Esse número está longe da quantidade real de automóveis importados de forma irregular. O auditor fiscal Roberto Mascarenhas, responsável pela coordenação geral de combate ao contrabando da entidade, diz que de 10% a 15% dos bens irregulares que entram no país são retidos.
"Não podemos dizer quanto o Brasil perde com a chegada desses carros porque não sabemos o tamanho do universo. Só é possível ter conhecimento do que apreendemos, não do que passa", afirma Mascarenhas.
O objetivo do contrabando é deixar de pagar tributos que aumentam o preço do carro em cerca de 50% sobre o valor do bem nos EUA. No caso de uma Ferrari 488 Italia, por exemplo, significa deixar de pagar o equivalente a R$ 450 mil em taxas.
De acordo com o auditor, as quadrilhas agem de duas formas: declaram valores abaixo dos reais, para que a incidência de imposto seja menor, ou comercializam automóveis usados como se fossem novos.
A lei brasileira só permite a importação de carros zero-quilômetro. A única exceção são os automóveis antigos, para coleção, que devem ter, no mínimo, 30 anos desde a fabricação.
"Carros usados são muito baratos nos Estados Unidos. Os criminosos compram o automóvel com pouca quilometragem, sem indícios de uso, e zeram o hodômetro", diz Mascarenhas.
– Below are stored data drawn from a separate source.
//! Release notes
//!
//! Changelog step of the release workflow: lists the commit subjects between
//! the pushed version tag and the version tag before it, and hands them to the
//! workflow as the `changelog` output.

mod changelog;
mod error;
mod version;

use crate::error::ReleaseError;
use crate::version::Version;
use clap::Parser;
use std::path::PathBuf;
use tracing::info;
use tracing_subscriber::{EnvFilter, layer::SubscriberExt, util::SubscriberInitExt};

/// Derive a changelog from the commits since the previous version tag
#[derive(Parser, Debug)]
#[command(name = "release-notes")]
#[command(author, version, about, long_about = None)]
struct Cli {
    /// Pushed tag, e.g. v1.4.0 or refs/tags/v1.4.0
    #[arg(env = "GITHUB_REF")]
    tag: String,

    /// Repository to inspect
    #[arg(long, default_value = ".")]
    repo: PathBuf,

    /// Workflow output file; printed to stdout when unset
    #[arg(long, env = "GITHUB_OUTPUT")]
    output: Option<PathBuf>,

    /// Print the changelog unescaped instead of as a workflow output
    #[arg(long)]
    raw: bool,

    /// Enable verbose output
    #[arg(short, long)]
    verbose: bool,
}

fn init_logging(verbose: bool) {
    let filter = if verbose {
        EnvFilter::try_from_default_env().unwrap_or_else(|_| EnvFilter::new("debug"))
    } else {
        EnvFilter::try_from_default_env().unwrap_or_else(|_| EnvFilter::new("info"))
    };

    tracing_subscriber::registry()
        .with(filter)
        .with(
            tracing_subscriber::fmt::layer()
                .with_writer(std::io::stderr)
                .with_target(false)
                .compact(),
        )
        .init();
}

#[tokio::main]
async fn main() -> Result<(), ReleaseError> {
    let cli = Cli::parse();
    init_logging(cli.verbose);

    let tag = cli.tag.strip_prefix("refs/tags/").unwrap_or(&cli.tag);
    let current: Version = tag
        .parse()
        .map_err(|_| ReleaseError::InvalidTag(tag.to_string()))?;

    let tags = changelog::list_tags(&cli.repo).await?;
    let previous = version::previous_tag(tags.iter().map(String::as_str), &current);
    match &previous {
        Some(previous) => info!("Changelog for {} since {}", tag, previous),
        None => info!("No version tag before {}, using the full history", tag),
    }

    let text = changelog::commit_log(&cli.repo, previous.as_deref(), tag).await?;

    if cli.raw {
        println!("{}", text);
        return Ok(());
    }

    let escaped = changelog::escape_output(&text);
    match &cli.output {
        Some(path) => {
            changelog::append_output(path, "changelog", &escaped)?;
            info!("Wrote changelog output to {}", path.display());
        }
        None => println!("changelog={}", escaped),
    }

    Ok(())
}
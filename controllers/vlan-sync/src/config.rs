//! Connection settings for both ends of the sync
//!
//! Settings come from a TOML file:
//!
//! ```toml
//! [infoblox]
//! host = "https://infoblox.example.com/wapi/v2.7"
//! username = "reader"
//! password = "..."
//!
//! [d42]
//! host = "https://device42.example.com"
//! username = "admin"
//! password = "..."
//! verify_tls = false
//! timeout_secs = 60
//! ```
//!
//! A missing file or section falls back to the `INFOBLOX_*` / `D42_*`
//! environment variables.

use crate::error::SyncError;
use device42_client::Device42Config;
use infoblox_client::InfobloxConfig;
use serde::Deserialize;
use std::path::Path;
use std::time::Duration;
use tracing::debug;

/// Default configuration file name
pub const DEFAULT_CONFIG_FILE: &str = "infoblox_setup.toml";

/// One `[section]` of the configuration file
#[derive(Clone, Deserialize)]
pub struct EndpointSection {
    pub host: String,
    pub username: String,
    pub password: String,
    #[serde(default)]
    pub verify_tls: Option<bool>,
    #[serde(default)]
    pub timeout_secs: Option<u64>,
}

impl std::fmt::Debug for EndpointSection {
    fn fmt(&self, f: &mut std::fmt::Formatter<'_>) -> std::fmt::Result {
        f.debug_struct("EndpointSection")
            .field("host", &self.host)
            .field("username", &self.username)
            .field("password", &"<redacted>")
            .field("verify_tls", &self.verify_tls)
            .field("timeout_secs", &self.timeout_secs)
            .finish()
    }
}

/// Parsed configuration file
#[derive(Debug, Clone, Default, Deserialize)]
pub struct SyncConfig {
    #[serde(default)]
    pub infoblox: Option<EndpointSection>,
    #[serde(default)]
    pub d42: Option<EndpointSection>,
}

impl SyncConfig {
    /// Load `path`, or an empty configuration when the file does not exist
    pub fn load(path: &Path) -> Result<Self, SyncError> {
        if !path.exists() {
            debug!("{} not found, using environment variables", path.display());
            return Ok(Self::default());
        }

        let content = std::fs::read_to_string(path).map_err(|e| SyncError::io(path, e))?;
        Self::parse(&content)
            .map_err(|e| SyncError::InvalidConfig(format!("{}: {}", path.display(), e)))
    }

    pub fn parse(content: &str) -> Result<Self, toml::de::Error> {
        toml::from_str(content)
    }

    /// Infoblox settings from the `[infoblox]` section or the environment
    pub fn infoblox(&self) -> Result<InfobloxConfig, SyncError> {
        let Some(section) = &self.infoblox else {
            return Ok(InfobloxConfig::from_env()?);
        };

        let mut config = InfobloxConfig::new(&section.host, &section.username, &section.password);
        if let Some(verify) = section.verify_tls {
            config = config.with_verify_tls(verify);
        }
        if let Some(secs) = section.timeout_secs {
            config = config.with_timeout(Duration::from_secs(secs));
        }
        Ok(config)
    }

    /// Device42 settings from the `[d42]` section or the environment
    pub fn device42(&self) -> Result<Device42Config, SyncError> {
        let Some(section) = &self.d42 else {
            return Ok(Device42Config::from_env()?);
        };

        let mut config = Device42Config::new(&section.host, &section.username, &section.password);
        if let Some(verify) = section.verify_tls {
            config = config.with_verify_tls(verify);
        }
        if let Some(secs) = section.timeout_secs {
            config = config.with_timeout(Duration::from_secs(secs));
        }
        Ok(config)
    }
}

#[cfg(test)]
mod tests {
    use super::*;

    #[test]
    fn test_parse_both_sections() {
        let config = SyncConfig::parse(
            r#"
            [infoblox]
            host = "https://ib.example.com/wapi/v2.7/"
            username = "reader"
            password = "pw1"

            [d42]
            host = "https://d42.example.com"
            username = "admin"
            password = "pw2"
            verify_tls = true
            timeout_secs = 5
            "#,
        )
        .unwrap();

        let infoblox = config.infoblox().unwrap();
        assert_eq!(infoblox.host, "https://ib.example.com/wapi/v2.7");
        assert!(!infoblox.verify_tls);

        let d42 = config.device42().unwrap();
        assert_eq!(d42.username, "admin");
        assert!(d42.verify_tls);
        assert_eq!(d42.timeout, Duration::from_secs(5));
    }

    #[test]
    fn test_missing_field_is_an_error() {
        assert!(SyncConfig::parse("[d42]\nhost = \"h\"\n").is_err());
    }

    #[test]
    fn test_load_reports_bad_file() {
        let dir = tempfile::tempdir().unwrap();
        let path = dir.path().join(DEFAULT_CONFIG_FILE);
        std::fs::write(&path, "[d42\n").unwrap();

        let err = SyncConfig::load(&path).unwrap_err();
        assert!(matches!(err, SyncError::InvalidConfig(_)));
    }

    #[test]
    fn test_load_missing_file_is_empty() {
        let dir = tempfile::tempdir().unwrap();
        let config = SyncConfig::load(&dir.path().join("absent.toml")).unwrap();
        assert!(config.infoblox.is_none());
        assert!(config.d42.is_none());
    }

    #[test]
    fn test_debug_hides_passwords() {
        let config = SyncConfig::parse(
            "[d42]\nhost = \"h\"\nusername = \"u\"\npassword = \"hunter2\"\n",
        )
        .unwrap();
        assert!(!format!("{:?}", config).contains("hunter2"));
    }
}
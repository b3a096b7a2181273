//! Infoblox WAPI objects

use serde::{Deserialize, Deserializer, Serialize};
use serde_json::{Map, Value};

/// Status filter for `ipv4address` queries
#[derive(Debug, Clone, Copy, PartialEq, Eq, Serialize, Deserialize)]
#[serde(rename_all = "UPPERCASE")]
pub enum AddressStatus {
    Used,
    Unused,
}

impl AddressStatus {
    pub fn as_str(&self) -> &'static str {
        match self {
            AddressStatus::Used => "USED",
            AddressStatus::Unused => "UNUSED",
        }
    }
}

/// Value of an extensible attribute
///
/// The `VLAN` attribute holds either a single number or a hyphenated range
/// (`"100-104"`); parsing is left to the consumer.
#[derive(Debug, Clone, PartialEq, Serialize, Deserialize)]
pub struct ExtraInfo {
    #[serde(deserialize_with = "string_or_number")]
    pub value: String,
}

/// Extensible attributes of a network
#[derive(Debug, Clone, Default, PartialEq, Serialize, Deserialize)]
pub struct ExtAttrs {
    #[serde(rename = "VLAN", default, skip_serializing_if = "Option::is_none")]
    pub vlan: Option<ExtraInfo>,
    #[serde(rename = "Site", default, skip_serializing_if = "Option::is_none")]
    pub site: Option<ExtraInfo>,
    #[serde(flatten)]
    pub extra: Map<String, Value>,
}

/// `network` object
#[derive(Debug, Clone, PartialEq, Serialize, Deserialize)]
pub struct Network {
    #[serde(rename = "_ref")]
    pub reference: String,
    /// CIDR, e.g. `10.0.0.0/24`
    pub network: String,
    #[serde(default)]
    pub network_view: String,
    #[serde(default, skip_serializing_if = "Option::is_none")]
    pub comment: Option<String>,
    #[serde(default, skip_serializing_if = "Option::is_none")]
    pub extattrs: Option<ExtAttrs>,
}

impl Network {
    /// Raw `VLAN` extensible attribute, if the network carries one
    pub fn vlan_value(&self) -> Option<&str> {
        self.extattrs
            .as_ref()
            .and_then(|attrs| attrs.vlan.as_ref())
            .map(|info| info.value.as_str())
    }

    /// File name stem for per-network exports (`/` is not allowed in file names)
    pub fn file_stem(&self) -> String {
        self.network.replace('/', "_to_")
    }
}

/// `ipv4address` object
#[derive(Debug, Clone, PartialEq, Serialize, Deserialize)]
pub struct Ipv4Address {
    #[serde(rename = "_ref")]
    pub reference: String,
    pub ip_address: String,
    #[serde(default)]
    pub is_conflict: bool,
    #[serde(default)]
    pub mac_address: String,
    #[serde(default)]
    pub names: Vec<String>,
    pub network: String,
    #[serde(default)]
    pub network_view: String,
    #[serde(default)]
    pub objects: Vec<String>,
    pub status: AddressStatus,
    #[serde(default)]
    pub types: Vec<String>,
    #[serde(default)]
    pub usage: Vec<String>,
    #[serde(default, skip_serializing_if = "Option::is_none")]
    pub discovered_data: Option<Value>,
    #[serde(flatten)]
    pub extra: Map<String, Value>,
}

fn string_or_number<'de, D: Deserializer<'de>>(deserializer: D) -> Result<String, D::Error> {
    match Value::deserialize(deserializer)? {
        Value::String(s) => Ok(s),
        Value::Number(n) => Ok(n.to_string()),
        other => Err(serde::de::Error::custom(format!(
            "expected a string or number, got {}",
            other
        ))),
    }
}

#[cfg(test)]
mod tests {
    use super::*;
    use serde_json::json;

    #[test]
    fn test_network_with_vlan_attribute() {
        let network: Network = serde_json::from_value(json!({
            "_ref": "network/ZG5z:10.0.0.0/24/default",
            "network": "10.0.0.0/24",
            "network_view": "default",
            "comment": "Office LAN",
            "extattrs": {"VLAN": {"value": "100-102"}, "Owner": {"value": "ops"}}
        }))
        .unwrap();

        assert_eq!(network.vlan_value(), Some("100-102"));
        assert_eq!(network.file_stem(), "10.0.0.0_to_24");
        let attrs = network.extattrs.as_ref().unwrap();
        assert!(attrs.extra.contains_key("Owner"));
    }

    #[test]
    fn test_network_without_attributes_round_trips_ref() {
        let network: Network = serde_json::from_value(json!({
            "_ref": "network/abc",
            "network": "10.1.0.0/16"
        }))
        .unwrap();
        assert_eq!(network.vlan_value(), None);
        assert_eq!(network.network_view, "");

        let value = serde_json::to_value(&network).unwrap();
        assert_eq!(value["_ref"], "network/abc");
        assert!(value.get("comment").is_none());
    }

    #[test]
    fn test_numeric_vlan_value() {
        let info: ExtraInfo = serde_json::from_value(json!({"value": 42})).unwrap();
        assert_eq!(info.value, "42");
    }

    #[test]
    fn test_ipv4_address() {
        let address: Ipv4Address = serde_json::from_value(json!({
            "_ref": "ipv4address/xyz:10.0.0.5",
            "ip_address": "10.0.0.5",
            "is_conflict": false,
            "mac_address": "00:11:22:33:44:55",
            "names": ["printer.example.com"],
            "network": "10.0.0.0/24",
            "network_view": "default",
            "objects": [],
            "status": "USED",
            "types": ["HOST"],
            "usage": ["DNS"],
            "discovered_data": {"os": "Linux"}
        }))
        .unwrap();
        assert_eq!(address.status, AddressStatus::Used);
        assert_eq!(address.discovered_data, Some(json!({"os": "Linux"})));
    }
}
O auditor afirma que a Receita Federal tem trocado informações com autoridades americanas para tentar rastrear os contrabandistas.
Os veículos apreendidos vão a leilão e o dinheiro é destinado aos cofres públicos.
Em 2011, uma operação da Polícia Federal em 14 estados e no Distrito Federal lançou luz sobre esse comércio. Na época, descobriu-se que uma concessionária na Barra da Tijuca (zona oeste do Rio) tinha entre seus clientes jogadores de futebol e artistas da música.
Escutas feitas com autorização da Justiça revelaram negociações de até R$ 1,7 milhão por um modelo Lamborghini. Foram apreendidos um Chevrolet Camaro, um BMW X6, um GMC Hummer e um Cadillac Escalade. Todos já usados, mas com documentos falsos que atestavam ser novos.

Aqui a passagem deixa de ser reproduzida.